Please copy each line of the listing that includes the string "None".

▶ **Task data**:
┄┄┄┄┄┄┄┄┄┄┄┄┄┄┄┄┄┄┄┄

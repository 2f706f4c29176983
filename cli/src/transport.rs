//! Blocking HTTP transport backed by ureq.

use std::time::Duration;

use crud_core::{ApiError, HttpMethod, HttpRequest, HttpResponse, Transport};

/// Executes core requests with a shared ureq agent.
///
/// ureq's status-code-as-error behaviour is disabled so 4xx/5xx responses
/// come back as data and the core client interprets them.
#[derive(Clone)]
pub struct UreqTransport {
    agent: ureq::Agent,
}

impl UreqTransport {
    pub fn new(timeout: Duration) -> Self {
        let agent = ureq::Agent::config_builder()
            .http_status_as_error(false)
            .timeout_global(Some(timeout))
            .build()
            .new_agent();
        Self { agent }
    }
}

fn with_headers<B>(mut builder: ureq::RequestBuilder<B>, headers: &[(String, String)]) -> ureq::RequestBuilder<B> {
    for (name, value) in headers {
        builder = builder.header(name.as_str(), value.as_str());
    }
    builder
}

impl Transport for UreqTransport {
    fn execute(&self, req: HttpRequest) -> Result<HttpResponse, ApiError> {
        let headers = &req.headers;
        let result = match (req.method, req.body) {
            (HttpMethod::Get, _) => with_headers(self.agent.get(&req.path), headers).call(),
            (HttpMethod::Delete, _) => with_headers(self.agent.delete(&req.path), headers).call(),
            (HttpMethod::Post, Some(body)) => {
                with_headers(self.agent.post(&req.path), headers).send(body.as_bytes())
            }
            (HttpMethod::Post, None) => with_headers(self.agent.post(&req.path), headers).send_empty(),
            (HttpMethod::Put, Some(body)) => {
                with_headers(self.agent.put(&req.path), headers).send(body.as_bytes())
            }
            (HttpMethod::Put, None) => with_headers(self.agent.put(&req.path), headers).send_empty(),
        };
        let mut response = result.map_err(|e| ApiError::Transport(e.to_string()))?;

        let status = response.status().as_u16();
        let headers = response
            .headers()
            .iter()
            .filter_map(|(name, value)| {
                value
                    .to_str()
                    .ok()
                    .map(|value| (name.as_str().to_string(), value.to_string()))
            })
            .collect();
        let body = response
            .body_mut()
            .read_to_string()
            .map_err(|e| ApiError::Transport(e.to_string()))?;

        Ok(HttpResponse { status, headers, body })
    }
}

┄┄┄┄┄┄┄┄┄┄┄┄┄┄┄┄┄┄┄┄

▶ **The completed task**:
            (HttpMethod::Post, None) => with_headers(self.agent.post(&req.path), headers).send_empty(),
            (HttpMethod::Put, None) => with_headers(self.agent.put(&req.path), headers).send_empty(),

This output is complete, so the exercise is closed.